Evaluation of 5-(Trifluoromethyl)-1,2,4-oxadiazole-Based Class IIa HDAC Inhibitors for Huntington's Disease

Abstract

Using an iterative structure-activity relationship driven approach, we identified a CNS-penetrant 5-(trifluoromethyl)-1,2,4-oxadiazole (TFMO, 12) with a pharmacokinetic profile suitable for probing class IIa histone deacetylase (HDAC) inhibition in vivo. Given the lack of understanding of endogenous class IIa HDAC substrates, we developed a surrogate readout to measure compound effects in vivo, by exploiting the >100-fold selectivity compound 12 exhibits over class I/IIb HDACs. We achieved adequate brain exposure with compound 12 in mice to estimate a class I/IIb deacetylation EC₅₀, using class I substrate H4K12 acetylation and global acetylation levels as a pharmacodynamic readout. We observed excellent correlation between the compound 12 in vivo pharmacodynamic response and in vitro class I/IIb cellular activity. Applying the same relationship to class IIa HDAC inhibition, we estimated the compound 12 dose required to inhibit class IIa HDAC activity, for use in preclinical models of Huntington's disease.

Figure 1

Examples of HDAC inhibitors containing the TFMO group.

Figure 2

Brain (A) and blood (B) exposure of 12 following oral gavage of compounds to C57/BL6 mice (10, 30, and 100 mg/kg). Left Y axis indicates the measured exposure in the matrix (determined by LC-MS/MS). Right Y axis indicates estimated free exposure, scaled based on f_u values returned in each matrix in vitro. Class IIa cellular IC₅₀ is shown by the red arrowhead; class I/IIb cellular IC₅₀ is shown by the blue arrowhead. Affinity measures for other binding targets identified by the Cerep Diversity panel (K_D range for M1–M4 receptors) indicated by the purple bar, and K_D for HERG channels (IonWorks) indicated by the green arrowhead (SI Table 3).

Figure 3

(A–B) Correlation of HDAC class I/IIb substrate acetylation (broken line) to 12 brain exposure (continuous line). Left axis: concentration of 12 measured by LC-MS/MS in brain (solid line). Right axis: H4K12 normalized to H4 histone levels (broken line) (A) or Pan AcK normalized to tubulin (B) measured via dot blot assay from brain samples.

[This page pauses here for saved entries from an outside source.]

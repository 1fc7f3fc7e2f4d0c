// tests/common/mod.rs
//
// Shared helpers for integration tests: an in-memory transport keyed by feed
// URL and a tiny Atom fixture builder.

#![allow(dead_code)]

use async_trait::async_trait;
use std::collections::HashMap;
use std::sync::{Arc, Mutex};
use std::time::Duration;

use yt_shorts_filter::config::{FetchSettings, FilterConfig};
use yt_shorts_filter::error::TransportError;
use yt_shorts_filter::ingest::fetcher::FeedTransport;

#[derive(Clone)]
pub enum Reply {
    Body(String),
    Status(u16),
    Stall,
    /// Answers with the body after the given delay.
    Delayed(Duration, String),
}

#[derive(Default)]
pub struct MockTransport {
    replies: HashMap<String, Reply>,
    calls: Mutex<Vec<String>>,
}

impl MockTransport {
    pub fn new() -> Self {
        Self::default()
    }

    pub fn reply(mut self, url: impl Into<String>, reply: Reply) -> Self {
        self.replies.insert(url.into(), reply);
        self
    }

    pub fn calls_to(&self, url: &str) -> usize {
        self.calls.lock().unwrap().iter().filter(|u| *u == url).count()
    }
}

#[async_trait]
impl FeedTransport for MockTransport {
    async fn fetch(&self, url: &str, _timeout: Duration) -> Result<Vec<u8>, TransportError> {
        self.calls.lock().unwrap().push(url.to_string());
        match self.replies.get(url) {
            Some(Reply::Body(b)) => Ok(b.clone().into_bytes()),
            Some(Reply::Status(s)) => Err(TransportError::Status { status: *s }),
            Some(Reply::Stall) => std::future::pending().await,
            Some(Reply::Delayed(d, b)) => {
                tokio::time::sleep(*d).await;
                Ok(b.clone().into_bytes())
            }
            None => Err(TransportError::Status { status: 404 }),
        }
    }
}

pub fn channel_url(id: &str) -> String {
    format!("https://www.youtube.com/feeds/videos.xml?channel_id={id}")
}

pub fn user_url(name: &str) -> String {
    format!("https://www.youtube.com/feeds/videos.xml?user={name}")
}

/// One fixture entry: (video id, title, published).
pub type Item<'a> = (&'a str, &'a str, &'a str);

pub fn atom_feed(author: &str, items: &[Item]) -> String {
    let mut out = String::from(
        r#"<?xml version="1.0" encoding="UTF-8"?>
<feed xmlns:yt="http://www.youtube.com/xml/schemas/2015" xmlns:media="http://search.yahoo.com/mrss/" xmlns="http://www.w3.org/2005/Atom">
 <title>fixture</title>
"#,
    );
    for (id, title, published) in items {
        out.push_str(&format!(
            r#" <entry>
  <id>yt:video:{id}</id>
  <yt:videoId>{id}</yt:videoId>
  <title>{title}</title>
  <link rel="alternate" href="https://www.youtube.com/watch?v={id}"/>
  <author><name>{author}</name></author>
  <published>{published}</published>
  <media:group><media:description>about {id}</media:description></media:group>
 </entry>
"#
        ));
    }
    out.push_str("</feed>\n");
    out
}

/// Config with the given sources and fast retries.
pub fn config(channels: &[&str], usernames: &[&str]) -> FilterConfig {
    FilterConfig {
        channels: channels.iter().map(|s| s.to_string()).collect(),
        usernames: usernames.iter().map(|s| s.to_string()).collect(),
        fetch: FetchSettings {
            timeout_secs: 5,
            max_attempts: 3,
            backoff_base_ms: 1,
            concurrency: 5,
        },
        ..FilterConfig::default()
    }
}

pub fn shared(t: MockTransport) -> Arc<MockTransport> {
    Arc::new(t)
}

Increasing doses of 12 administered p.o. resulted in increasing “off-target” class I H4K12 acetylation (A) and increasing global acetylation levels (B). (C–D) To confirm specific class I/IIb substrate acetylation, samples from the 2 h time point were probed by Western blot to determine H3, H4, and tubulin acetylation and compared to the 5 min 10 mg/kg samples (C). (D) Quantitation of the pan-AcK band corresponding to H3 (left) and H4 (right) normalized to H3 and H4 total protein band intensity. (E). Quantitation of the pan-AcK band corresponding to tubulin molecular weight normalized to total tubulin protein band intensity (left). Quantitation of tubulin acetylation was equivalent when an Ab specific for acetylated tubulin was used (right). One-way ANOVA with Dunnett’s multiple comparison test: p < 0.05*, p < 0.01**, p < 0.001***, p < 0.0001****.

Figure 4

Oral bid dosing simulation (modeling a dose interval of 10 h), showing simulated total brain concentration of 12. ^a Estimates of final parameters from 10 mg/kg po were used to predict concentrations achieved following 3 mg/kg po. Both doses are predicted to provide brain exposure exceeding class IIa HDAC IC₅₀ for ∼4–6 h post each dose and to have minimal effect on engaging class I/IIb HDACs, with brain exposure failing to reach concentrations > EC₁₀ for class I/IIb substrate acetylation, as determined empirically (SI Figure 3B–C). *The in vivo class IIa IC₅₀ (235 nM) was estimated from the measured cellular IC₅₀ (40 nM) adjusted for 12 F_u of 0.17 in brain homogenate.

Scheme 1. Synthesis of 12

Reagents and conditions: (a) MsCl, Et₃N, DCM, 0 °C to r.t., 18 h. (b) (S)-2-methylpyrrolidine hydrochloride, Cs₂CO₃, DMF, 60 °C, 17 h (35% two steps). (c) HCl, dioxane, DCM, r.t., 2 h (81%). (d) 4-(5-(Trifluoromethyl)-1,2,4-oxadiazol-3-yl)benzoic acid, EDC, HOPO, DIPEA, DCM, r.t., 17 h (97%).